Work instructions –
In how many lines of the listing below does "Appends" appear? Reply with the number only.

[Start of Attachment]

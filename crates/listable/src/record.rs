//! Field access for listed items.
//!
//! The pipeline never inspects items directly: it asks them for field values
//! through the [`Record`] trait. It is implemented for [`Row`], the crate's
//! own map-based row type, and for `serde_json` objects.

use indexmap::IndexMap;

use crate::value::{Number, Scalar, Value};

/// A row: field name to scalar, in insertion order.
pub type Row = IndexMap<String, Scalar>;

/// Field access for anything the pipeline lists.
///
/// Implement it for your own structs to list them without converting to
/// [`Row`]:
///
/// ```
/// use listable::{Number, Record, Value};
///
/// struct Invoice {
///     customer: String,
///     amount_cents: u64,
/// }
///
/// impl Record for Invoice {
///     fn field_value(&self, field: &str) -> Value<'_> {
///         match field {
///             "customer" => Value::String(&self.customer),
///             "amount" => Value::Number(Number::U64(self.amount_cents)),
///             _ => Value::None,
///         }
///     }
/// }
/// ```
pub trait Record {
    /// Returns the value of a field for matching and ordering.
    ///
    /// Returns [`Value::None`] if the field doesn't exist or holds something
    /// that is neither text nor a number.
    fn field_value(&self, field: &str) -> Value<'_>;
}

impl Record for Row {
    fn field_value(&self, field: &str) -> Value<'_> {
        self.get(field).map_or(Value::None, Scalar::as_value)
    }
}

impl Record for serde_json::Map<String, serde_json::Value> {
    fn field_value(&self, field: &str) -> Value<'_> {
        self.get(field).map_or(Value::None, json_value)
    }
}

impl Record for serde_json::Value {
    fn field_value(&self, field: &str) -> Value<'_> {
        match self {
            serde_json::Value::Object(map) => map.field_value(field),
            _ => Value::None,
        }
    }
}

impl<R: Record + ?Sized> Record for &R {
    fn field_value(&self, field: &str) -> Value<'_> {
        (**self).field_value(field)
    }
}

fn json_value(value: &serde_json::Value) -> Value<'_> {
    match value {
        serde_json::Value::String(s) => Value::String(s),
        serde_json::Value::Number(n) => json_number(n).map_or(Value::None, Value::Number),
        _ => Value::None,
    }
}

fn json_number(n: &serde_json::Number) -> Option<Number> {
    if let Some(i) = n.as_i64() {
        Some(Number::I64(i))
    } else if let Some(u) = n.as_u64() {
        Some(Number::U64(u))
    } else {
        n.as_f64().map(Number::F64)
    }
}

[End of Attachment]
[Start of Attachment]

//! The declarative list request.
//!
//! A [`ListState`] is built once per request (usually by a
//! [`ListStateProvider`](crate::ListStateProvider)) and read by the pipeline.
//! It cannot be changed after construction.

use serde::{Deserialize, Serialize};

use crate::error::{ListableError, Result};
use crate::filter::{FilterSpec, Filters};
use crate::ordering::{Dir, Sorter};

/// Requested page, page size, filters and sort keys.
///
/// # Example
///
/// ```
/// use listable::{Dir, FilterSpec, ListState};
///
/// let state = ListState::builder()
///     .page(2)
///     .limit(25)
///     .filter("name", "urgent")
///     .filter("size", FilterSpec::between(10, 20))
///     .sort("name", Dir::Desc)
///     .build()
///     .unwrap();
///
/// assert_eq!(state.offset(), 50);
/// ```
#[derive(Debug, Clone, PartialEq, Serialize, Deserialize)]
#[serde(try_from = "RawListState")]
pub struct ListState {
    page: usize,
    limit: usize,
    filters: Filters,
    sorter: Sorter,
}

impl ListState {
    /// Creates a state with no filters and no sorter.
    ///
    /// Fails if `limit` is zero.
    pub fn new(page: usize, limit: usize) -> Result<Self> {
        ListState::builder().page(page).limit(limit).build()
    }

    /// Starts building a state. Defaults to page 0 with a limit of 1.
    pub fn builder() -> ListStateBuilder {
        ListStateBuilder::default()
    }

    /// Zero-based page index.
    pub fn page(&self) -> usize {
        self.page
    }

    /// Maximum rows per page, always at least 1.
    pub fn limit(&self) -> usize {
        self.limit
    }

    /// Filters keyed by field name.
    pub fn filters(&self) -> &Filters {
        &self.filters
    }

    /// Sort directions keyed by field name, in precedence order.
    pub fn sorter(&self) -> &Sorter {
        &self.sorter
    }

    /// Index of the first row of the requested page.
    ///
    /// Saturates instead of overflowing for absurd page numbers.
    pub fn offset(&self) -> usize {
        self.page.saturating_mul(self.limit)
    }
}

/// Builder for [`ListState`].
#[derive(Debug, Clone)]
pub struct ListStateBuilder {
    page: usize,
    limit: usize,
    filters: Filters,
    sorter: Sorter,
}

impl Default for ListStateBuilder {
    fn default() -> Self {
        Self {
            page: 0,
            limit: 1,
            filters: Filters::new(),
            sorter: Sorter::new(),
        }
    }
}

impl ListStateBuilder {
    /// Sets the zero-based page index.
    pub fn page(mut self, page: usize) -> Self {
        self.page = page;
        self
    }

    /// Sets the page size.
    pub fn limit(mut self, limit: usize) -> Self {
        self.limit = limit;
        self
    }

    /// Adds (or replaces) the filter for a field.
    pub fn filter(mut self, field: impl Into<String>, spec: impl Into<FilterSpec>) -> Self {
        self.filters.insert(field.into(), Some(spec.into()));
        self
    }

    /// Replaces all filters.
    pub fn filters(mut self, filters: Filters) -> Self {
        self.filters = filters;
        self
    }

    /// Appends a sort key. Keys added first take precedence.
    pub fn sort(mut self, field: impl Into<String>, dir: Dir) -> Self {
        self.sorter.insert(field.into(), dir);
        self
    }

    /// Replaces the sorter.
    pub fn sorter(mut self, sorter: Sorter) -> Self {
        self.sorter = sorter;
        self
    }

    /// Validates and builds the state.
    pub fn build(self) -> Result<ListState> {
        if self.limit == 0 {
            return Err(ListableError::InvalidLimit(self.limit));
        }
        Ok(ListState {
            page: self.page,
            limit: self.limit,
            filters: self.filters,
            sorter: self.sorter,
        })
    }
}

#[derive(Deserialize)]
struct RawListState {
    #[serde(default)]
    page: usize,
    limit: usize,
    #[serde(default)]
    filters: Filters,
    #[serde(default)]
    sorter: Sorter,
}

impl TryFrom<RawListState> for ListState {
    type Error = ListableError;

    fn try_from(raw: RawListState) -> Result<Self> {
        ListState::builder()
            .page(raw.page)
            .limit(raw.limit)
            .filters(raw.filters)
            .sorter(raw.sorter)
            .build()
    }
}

[End of Attachment]
[Start of Attachment]

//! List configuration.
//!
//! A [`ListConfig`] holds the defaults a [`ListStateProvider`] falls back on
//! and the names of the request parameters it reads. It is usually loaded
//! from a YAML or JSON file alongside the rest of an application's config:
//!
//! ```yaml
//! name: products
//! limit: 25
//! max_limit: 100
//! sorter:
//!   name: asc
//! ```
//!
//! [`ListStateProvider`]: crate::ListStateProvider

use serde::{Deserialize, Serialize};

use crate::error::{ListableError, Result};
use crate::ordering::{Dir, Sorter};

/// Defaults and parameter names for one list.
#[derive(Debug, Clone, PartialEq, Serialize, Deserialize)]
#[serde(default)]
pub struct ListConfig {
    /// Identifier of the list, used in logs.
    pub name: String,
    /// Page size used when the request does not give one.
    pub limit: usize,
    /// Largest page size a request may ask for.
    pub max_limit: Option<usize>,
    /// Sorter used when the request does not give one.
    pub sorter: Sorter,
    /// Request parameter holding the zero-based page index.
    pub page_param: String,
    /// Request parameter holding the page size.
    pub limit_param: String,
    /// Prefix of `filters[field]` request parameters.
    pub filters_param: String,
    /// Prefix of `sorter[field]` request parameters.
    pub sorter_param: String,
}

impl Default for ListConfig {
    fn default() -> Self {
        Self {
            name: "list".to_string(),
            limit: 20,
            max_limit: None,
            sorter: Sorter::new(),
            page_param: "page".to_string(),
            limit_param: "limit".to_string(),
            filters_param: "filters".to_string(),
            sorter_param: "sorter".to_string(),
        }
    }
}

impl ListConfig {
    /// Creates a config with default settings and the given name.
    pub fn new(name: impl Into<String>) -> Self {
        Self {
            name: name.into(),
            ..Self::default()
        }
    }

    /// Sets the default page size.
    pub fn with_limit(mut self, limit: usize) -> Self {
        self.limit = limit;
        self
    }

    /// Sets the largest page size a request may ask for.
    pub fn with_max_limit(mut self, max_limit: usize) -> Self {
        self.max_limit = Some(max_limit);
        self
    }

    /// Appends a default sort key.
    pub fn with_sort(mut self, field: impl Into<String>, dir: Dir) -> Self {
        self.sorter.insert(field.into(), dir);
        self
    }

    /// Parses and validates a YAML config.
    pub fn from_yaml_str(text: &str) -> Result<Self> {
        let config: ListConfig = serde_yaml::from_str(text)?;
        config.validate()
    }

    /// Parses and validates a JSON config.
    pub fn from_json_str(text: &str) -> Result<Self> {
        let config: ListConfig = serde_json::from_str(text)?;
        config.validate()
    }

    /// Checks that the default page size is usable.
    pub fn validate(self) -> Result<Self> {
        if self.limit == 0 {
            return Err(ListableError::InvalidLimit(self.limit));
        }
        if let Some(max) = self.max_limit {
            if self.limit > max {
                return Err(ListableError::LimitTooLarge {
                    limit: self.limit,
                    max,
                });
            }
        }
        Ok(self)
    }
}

[End of Attachment]

Solution for this exercise –
2